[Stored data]

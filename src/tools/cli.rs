//! Command line interpretation for the demo binary - uses the external CLAP
//! crate.

use clap::Parser;
use log::LevelFilter;
use std::fmt::{self, Display, Formatter};

/// Transform, invert, or index
#[derive(Debug, Clone, Copy, PartialEq, Eq)]
pub enum Mode {
    Bwt,
    Unbwt,
    SuffixArray,
}

impl Display for Mode {
    fn fmt(&self, f: &mut Formatter<'_>) -> fmt::Result {
        write!(f, "{:?}", self)
    }
}

#[derive(Parser, Debug)]
#[clap(
    author,
    version,
    about = "Suffix-array and Burrows-Wheeler transform demo driver",
    long_about = None)]
pub struct Args {
    /// File to process
    #[clap()]
    pub filename: String,

    /// Apply the forward transform (default)
    #[clap(short = 'z', long = "bwt")]
    bwt: bool,

    /// Invert a transformed file
    #[clap(short = 'd', long = "unbwt")]
    unbwt: bool,

    /// Build the suffix array and report timings only
    #[clap(short = 's', long = "suffix-array")]
    suffix_array: bool,

    /// Output file; defaults to the input name plus/minus ".bwt"
    #[clap(short = 'o', long = "output")]
    pub output: Option<String>,

    /// Worker threads
    #[clap(short = 't', long = "threads", default_value_t = 1)]
    pub threads: usize,

    /// Sets verbosity. -v shows very little, -vvvv is chatty
    #[clap(short = 'v', action = clap::ArgAction::Count)]
    verbose: u8,
}

impl Args {
    pub fn mode(&self) -> Mode {
        if self.unbwt {
            Mode::Unbwt
        } else if self.suffix_array {
            Mode::SuffixArray
        } else {
            Mode::Bwt
        }
    }

    pub fn log_level(&self) -> LevelFilter {
        match self.verbose {
            0 => LevelFilter::Warn,
            1 => LevelFilter::Info,
            2 => LevelFilter::Debug,
            _ => LevelFilter::Trace,
        }
    }
}
//! Worker pool used by every parallel phase of the engine.
//!
//! The engine never lets tasks synchronize with each other directly: work is
//! fanned out, and the return of `install` (or the end of a `scope`) is the
//! barrier after which all worker writes are visible. Rayon gives us both
//! operations, with the calling thread participating as one of the workers.

use log::debug;
use rayon::{ThreadPool, ThreadPoolBuildError, ThreadPoolBuilder};

/// Fixed-size pool of `workers` threads (the caller counts as one of them).
pub struct WorkerPool {
    pool: ThreadPool,
    workers: usize,
}

impl WorkerPool {
    /// Build a pool with exactly `num_threads` workers. Zero is treated as one.
    pub fn new(num_threads: usize) -> Result<Self, ThreadPoolBuildError> {
        let workers = num_threads.max(1);
        let pool = ThreadPoolBuilder::new().num_threads(workers).build()?;
        debug!("worker pool ready with {} threads", workers);
        Ok(WorkerPool { pool, workers })
    }

    pub fn workers(&self) -> usize {
        self.workers
    }

    /// Run `op` inside the pool and block until every task it spawned has
    /// finished. This is the fan-out/fan-in barrier of the engine.
    pub fn install<R: Send>(&self, op: impl FnOnce() -> R + Send) -> R {
        self.pool.install(op)
    }

    /// Scoped spawns with the scope end as the barrier; the calling thread
    /// joins in on queued work while it waits.
    pub fn scope<'scope, OP, R>(&self, op: OP) -> R
    where
        OP: FnOnce(&rayon::Scope<'scope>) -> R,
    {
        self.pool.in_place_scope(op)
    }
}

== TASK DETAILS ==
Having gone through the data above, repeat it exactly.

== WRITTEN SOLUTION ==
filename src/tools/cli.rs
//! Command line interpretation for the demo binary - uses the external CLAP
//! crate.

use clap::Parser;
use log::LevelFilter;
use std::fmt::{self, Display, Formatter};

/// Transform, invert, or index
#[derive(Debug, Clone, Copy, PartialEq, Eq)]
pub enum Mode {
    Bwt,
    Unbwt,
    SuffixArray,
}

impl Display for Mode {
    fn fmt(&self, f: &mut Formatter<'_>) -> fmt::Result {
        write!(f, "{:?}", self)
    }
}

#[derive(Parser, Debug)]
#[clap(
    author,
    version,
    about = "Suffix-array and Burrows-Wheeler transform demo driver",
    long_about = None)]
pub struct Args {
    /// File to process
    #[clap()]
    pub filename: String,

    /// Apply the forward transform (default)
    #[clap(short = 'z', long = "bwt")]
    bwt: bool,

    /// Invert a transformed file
    #[clap(short = 'd', long = "unbwt")]
    unbwt: bool,

    /// Build the suffix array and report timings only
    #[clap(short = 's', long = "suffix-array")]
    suffix_array: bool,

    /// Output file; defaults to the input name plus/minus ".bwt"
    #[clap(short = 'o', long = "output")]
    pub output: Option<String>,

    /// Worker threads
    #[clap(short = 't', long = "threads", default_value_t = 1)]
    pub threads: usize,

    /// Sets verbosity. -v shows very little, -vvvv is chatty
    #[clap(short = 'v', action = clap::ArgAction::Count)]
    verbose: u8,
}

impl Args {
    pub fn mode(&self) -> Mode {
        if self.unbwt {
            Mode::Unbwt
        } else if self.suffix_array {
            Mode::SuffixArray
        } else {
            Mode::Bwt
        }
    }

    pub fn log_level(&self) -> LevelFilter {
        match self.verbose {
            0 => LevelFilter::Warn,
            1 => LevelFilter::Info,
            2 => LevelFilter::Debug,
            _ => LevelFilter::Trace,
        }
    }
}
//! Worker pool used by every parallel phase of the engine.
//!
//! The engine never lets tasks synchronize with each other directly: work is
//! fanned out, and the return of `install` (or the end of a `scope`) is the
//! barrier after which all worker writes are visible. Rayon gives us both
//! operations, with the calling thread participating as one of the workers.

use log::debug;
use rayon::{ThreadPool, ThreadPoolBuildError, ThreadPoolBuilder};

/// Fixed-size pool of `workers` threads (the caller counts as one of them).
pub struct WorkerPool {
    pool: ThreadPool,
    workers: usize,
}

impl WorkerPool {
    /// Build a pool with exactly `num_threads` workers. Zero is treated as one.
    pub fn new(num_threads: usize) -> Result<Self, ThreadPoolBuildError> {
        let workers = num_threads.max(1);
        let pool = ThreadPoolBuilder::new().num_threads(workers).build()?;
        debug!("worker pool ready with {} threads", workers);
        Ok(WorkerPool { pool, workers })
    }

    pub fn workers(&self) -> usize {
        self.workers
    }

    /// Run `op` inside the pool and block until every task it spawned has
    /// finished. This is the fan-out/fan-in barrier of the engine.
    pub fn install<R: Send>(&self, op: impl FnOnce() -> R + Send) -> R {
        self.pool.install(op)
    }

    /// Scoped spawns with the scope end as the barrier; the calling thread
    /// joins in on queued work while it waits.
    pub fn scope<'scope, OP, R>(&self, op: OP) -> R
    where
        OP: FnOnce(&rayon::Scope<'scope>) -> R,
    {
        self.pool.in_place_scope(op)
    }
}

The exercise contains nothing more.